# Coolest enclosure EVER



## Torquem (Jun 27, 2009)

I was browsing videos on youtube and stumbled onto this. This has to be the sickest idea I have seen for a sub enclosure.

YouTube - JL Audio 13W7 Subwoofer in Stainless Steel Tube

http://www.youtube.com/watch?v=Yo6AV83Ivl4&NR=1

http://www.pipesub.com/byggen.html


----------



## 2500hd (Aug 22, 2009)

That guy is like way too into tubes

I think it kinda looks weird, but much better than his past attempts


----------



## mikey7182 (Jan 16, 2008)

Is it just me, or does 1.5mm tubing seem WAY too thin for an enclosure? I'm sure it has more structural rigidity because there are no flat surfaces, but it looks flimsy as fack.  Also, I wonder how he calculated the tune on the enclosure in the second link, being all flared out at the end like that. And how does the sub mount to the enclosure?


----------



## benny (Apr 7, 2008)

Impressive metalwork, stainless can be a real ***** sometimes.


----------



## audiogodz1 (Jan 5, 2010)

resonance, much?


----------



## King Nothing (Oct 10, 2005)

mikey7182 said:


> Is it just me, or does 1.5mm tubing seem WAY too thin for an enclosure?


People use cardboard sonotubes....


----------



## IBcivic (Jan 6, 2009)

audiogodz1 said:


> resonance, much?


i think that is what the dynamat,stuck on the insides, is being used for


----------



## Volenti (Feb 17, 2010)

That's some impressive metal working there (the enclosure type is transmission line, tuned by the length and diameter of the line it's self) I used to use large pvc plumbing pipe to make some of these but I make the majority of mine out of wood since most of my designs use tapered lines now.


----------



## Torquem (Jun 27, 2009)

Are transmission lines an SPL application?


----------



## Volenti (Feb 17, 2010)

Torquem said:


> Are transmission lines an SPL application?


They're not a strictly spl application, you can use them for spl or sq depending on the tuning just like vented and other enclosure types.

Though they can be a little tricky in a pure spl application since the spl lines tend to be very short and quite sensitive to placement in the vehicle, SQ focused lines tend to be less tempremental.


----------



## Torquem (Jun 27, 2009)

Man I would love to do something like this. That is just too cool. I don't know anyone that knows anything about them though.


----------



## Viperoni (Oct 14, 2006)

That almost looks short for a TL... I mean the line in the first video can't be more than 7 feet long... cant remember the TL calcs but it just seems short for say a 35hz tuning freq.


----------



## danno14 (Sep 1, 2009)

Walk before running.....
multiplication tables before a calculator......
Loudspeaker Design fundementals before......
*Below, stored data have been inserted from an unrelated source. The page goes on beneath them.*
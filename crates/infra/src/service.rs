//! Dispensary service facade: one wiring of admission, cache, and reconcile.
//!
//! Callers talk to [`DispensaryService`]; it owns the admission pipelines and
//! the reconciler over one shared store and cache pair, stamps timestamps,
//! and runs the stale-cache recovery policy so call sites don't have to.

use chrono::Utc;
use thiserror::Error;
use tracing::{error, info, warn};
use uuid::Uuid;

use botica_core::ItemId;
use botica_dispensary::{PatientRef, Placement, RecordDispense, RecordRestock, RegisterItem};

use crate::admission::{
    AdmissionError, DispenseGuard, DispenseReceipt, RegisterReceipt, RestockAdmitter,
    RestockReceipt,
};
use crate::cache::{InventoryCache, StockLevel};
use crate::event_store::{EventStore, EventStoreError};
use crate::reconciler::{LedgerReconciler, ReconcileError, Snapshot};

/// Error type for the administrative operations the service runs itself
/// (record deletion, forced reconciliation).
#[derive(Debug, Error)]
pub enum AdminError {
    #[error("event store operation failed: {0}")]
    Store(#[from] EventStoreError),

    #[error("reconcile failed: {0}")]
    Reconcile(#[from] ReconcileError),
}

pub struct DispensaryService<S, C> {
    admitter: RestockAdmitter<S, C>,
    guard: DispenseGuard<S, C>,
    reconciler: LedgerReconciler<S>,
    store: S,
    cache: C,
}

impl<S, C> DispensaryService<S, C>
where
    S: EventStore + Clone,
    C: InventoryCache + Clone,
{
    pub fn new(store: S, cache: C) -> Self {
        Self {
            admitter: RestockAdmitter::new(store.clone(), cache.clone()),
            guard: DispenseGuard::new(store.clone(), cache.clone()),
            reconciler: LedgerReconciler::new(store.clone()),
            store,
            cache,
        }
    }

    /// Register a new item in the dispensary at zero stock.
    pub fn register_item(
        &self,
        name: &str,
        unit_price: Option<u64>,
    ) -> Result<RegisterReceipt, AdmissionError> {
        let receipt = self.admitter.register_item(RegisterItem {
            item_id: ItemId::new(),
            name: name.to_string(),
            unit_price,
            occurred_at: Utc::now(),
        })?;
        info!(item_id = %receipt.item_id, name = %receipt.name, "item registered");
        Ok(receipt)
    }

    /// Record a delivery into stock.
    pub fn record_restock(
        &self,
        item_id: ItemId,
        quantity: u32,
        recorded_by: &str,
        placement: Placement,
    ) -> Result<RestockReceipt, AdmissionError> {
        let receipt = self.admitter.record_restock(RecordRestock {
            item_id,
            quantity,
            recorded_by: recorded_by.to_string(),
            placement,
            occurred_at: Utc::now(),
        })?;
        if receipt.cache_stale {
            self.recover_cache("restock");
        }
        Ok(receipt)
    }

    /// Record a dispense to a patient, guarded against overdraw.
    pub fn record_dispense(
        &self,
        item_id: ItemId,
        quantity: u32,
        recorded_by: &str,
        patient: PatientRef,
    ) -> Result<DispenseReceipt, AdmissionError> {
        let receipt = self.guard.record_dispense(RecordDispense {
            item_id,
            quantity,
            recorded_by: recorded_by.to_string(),
            patient,
            occurred_at: Utc::now(),
        })?;
        if receipt.cache_stale {
            self.recover_cache("dispense");
        }
        Ok(receipt)
    }

    /// Served on-hand quantity. Never negative: a drifted ledger can derive a
    /// negative raw value, which is clamped here and reported by the next
    /// reconcile pass. Unknown items serve zero.
    pub fn get_quantity(&self, item_id: ItemId) -> i64 {
        match self.cache.get(item_id) {
            Some(level) => {
                let raw = level.on_hand();
                if raw < 0 {
                    warn!(item_id = %item_id, raw_on_hand = raw, "negative on-hand clamped to zero");
                    0
                } else {
                    raw
                }
            }
            None => 0,
        }
    }

    /// Raw cached stock line, staleness flag and all.
    pub fn stock_level(&self, item_id: ItemId) -> Option<StockLevel> {
        self.cache.get(item_id)
    }

    /// Replay every ledger and swap the cache for the reconciled levels.
    pub fn force_reconcile(&self) -> Result<Snapshot, AdminError> {
        Ok(self.reconciler.reconcile_and_replace(&self.cache)?)
    }

    /// Administratively remove one ledger record, then reconcile so derived
    /// quantities reflect the edited history immediately.
    pub fn delete_event_and_reconcile(
        &self,
        item_id: ItemId,
        event_id: Uuid,
    ) -> Result<Snapshot, AdminError> {
        let removed = self.store.delete_event(item_id, event_id)?;
        info!(
            item_id = %item_id,
            event_id = %event_id,
            event_type = %removed.event_type,
            "ledger record removed, reconciling"
        );
        Ok(self.reconciler.reconcile_and_replace(&self.cache)?)
    }

    /// True when the served quantity sits at or below the threshold.
    pub fn is_low_stock(&self, item_id: ItemId, threshold: i64) -> bool {
        self.get_quantity(item_id) <= threshold
    }

    /// The `limit` items with the least served stock, ascending, names
    /// breaking ties.
    pub fn lowest_stock(&self, limit: usize) -> Vec<StockLevel> {
        let mut levels = self.cache.list();
        levels.sort_by(|a, b| {
            (a.on_hand().max(0), &a.name).cmp(&(b.on_hand().max(0), &b.name))
        });
        levels.truncate(limit);
        levels
    }

    fn recover_cache(&self, context: &str) {
        warn!(context, "cache flagged stale, forcing a reconcile pass");
        match self.reconciler.reconcile_and_replace(&self.cache) {
            Ok(_) => info!(context, "cache rebuilt from the ledgers"),
            Err(err) => {
                error!(context, error = %err, "cache rebuild failed, stale levels remain flagged");
            }
        }
    }
}

#[cfg(test)]
mod tests {
    use super::*;
    use std::sync::Arc;

    use crate::cache::InMemoryInventoryCache;
    use crate::event_store::InMemoryEventStore;

    fn setup() -> (
        DispensaryService<Arc<InMemoryEventStore>, Arc<InMemoryInventoryCache>>,
        Arc<InMemoryInventoryCache>,
    ) {
        let store = Arc::new(InMemoryEventStore::new());
        let cache = Arc::new(InMemoryInventoryCache::new());
        let service = DispensaryService::new(store, Arc::clone(&cache));
        (service, cache)
    }

    #[test]
    fn unknown_items_serve_zero() {
        let (service, _cache) = setup();
        assert_eq!(service.get_quantity(ItemId::new()), 0);
        assert!(service.stock_level(ItemId::new()).is_none());
    }

    #[test]
    fn registered_items_serve_their_running_quantity() {
        let (service, _cache) = setup();
        let receipt = service.register_item("amoxicillin 500mg", Some(450)).unwrap();
        assert_eq!(service.get_quantity(receipt.item_id), 0);

        service
            .record_restock(receipt.item_id, 100, "RIVERA", Placement::Dispensary)
            .unwrap();
        assert_eq!(service.get_quantity(receipt.item_id), 100);
    }

    #[test]
    fn negative_raw_quantities_are_clamped_not_served() {
        let (service, cache) = setup();
        let item_id = ItemId::new();
        cache
            .upsert(StockLevel {
                item_id,
                name: "DRIFTED".to_string(),
                unit_price: None,
                restocked_total: 20,
                dispensed_total: 50,
                stale: false,
            })
            .unwrap();

        assert_eq!(service.get_quantity(item_id), 0);
        // The raw line still shows the truth.
        assert_eq!(service.stock_level(item_id).unwrap().on_hand(), -30);
    }

    #[test]
    fn low_stock_threshold_is_inclusive() {
        let (service, _cache) = setup();
        let receipt = service.register_item("GAUZE", None).unwrap();
        service
            .record_restock(receipt.item_id, 10, "RIVERA", Placement::StockRoom)
            .unwrap();

        assert!(service.is_low_stock(receipt.item_id, 10));
        assert!(!service.is_low_stock(receipt.item_id, 9));
    }

    #[test]
    fn lowest_stock_sorts_ascending_with_name_tiebreak() {
        let (service, _cache) = setup();
        for (name, quantity) in [("CEFALEXIN", 9u32), ("AMOXICILLIN", 2), ("BIOGESIC", 5)] {
            let receipt = service.register_item(name, None).unwrap();
            service
                .record_restock(receipt.item_id, quantity, "RIVERA", Placement::Dispensary)
                .unwrap();
        }
        let tied = service.register_item("ASPIRIN", None).unwrap();
        service
            .record_restock(tied.item_id, 2, "RIVERA", Placement::Dispensary)
            .unwrap();

        let lowest = service.lowest_stock(3);
        let names: Vec<&str> = lowest.iter().map(|l| l.name.as_str()).collect();
        assert_eq!(names, vec!["AMOXICILLIN", "ASPIRIN", "BIOGESIC"]);
    }
}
I have not read this latest edition, but my early 90's tome has served me well!

Amazon.com: Loudspeaker Design Cookbook (9781882580477): Vance Dickason: Books


----------



## 2500hd (Aug 22, 2009)

Viperoni said:


> That almost looks short for a TL... I mean the line in the first video can't be more than 7 feet long... cant remember the TL calcs but it just seems short for say a 35hz tuning freq.


I think he says it's like 9 feet long, but a 35hz 1/4 wave is 8 feet long


----------



## aV8ter (Sep 4, 2009)

1/2 of the flared length actually counts for port length so it might in fact be 35hz.


----------



## Volenti (Feb 17, 2010)

Viperoni said:


> That almost looks short for a TL... I mean the line in the first video can't be more than 7 feet long... cant remember the TL calcs but it just seems short for say a 35hz tuning freq.
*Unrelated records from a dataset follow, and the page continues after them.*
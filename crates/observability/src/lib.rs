//! Tracing and logging (shared setup).

/// Initialize process-wide observability (tracing/logging).
///
/// This is safe to call multiple times; subsequent calls become no-ops.
pub fn init() {
    tracing::init();
}

/// Tracing configuration (filters, layers).
pub mod tracing;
Acoustic loading in a car can dramatically effect how TL's behave, one spl line I made for a 15'' driver, which was basically just a big U shaped box, peaked in the car at 47hz, yet the line length was only 5'.

The tapered lines I make for SQ/SQL are also barely more than 5'-6' long, if anything some of the lines pictured, once boot loading is accounted for, are almost _too_ long.


----------



## Viperoni (Oct 14, 2006)

Volenti said:


> Acoustic loading in a car can dramatically effect how TL's behave, one spl line I made for a 15'' driver, which was basically just a big U shaped box, peaked in the car at 47hz, yet the line length was only 5'.
> 
> The tapered lines I make for SQ/SQL are also barely more than 5'-6' long, if anything some of the lines pictured, once boot loading is accounted for, are almost _too_ long.


Wow, intersting to know, thanks!


----------



## jasondplacetobe (Jun 15, 2009)

definately has WOW FACTOR!


----------



## Hispls (Mar 12, 2008)

The TL numbers don't lie. He's doing something right.


----------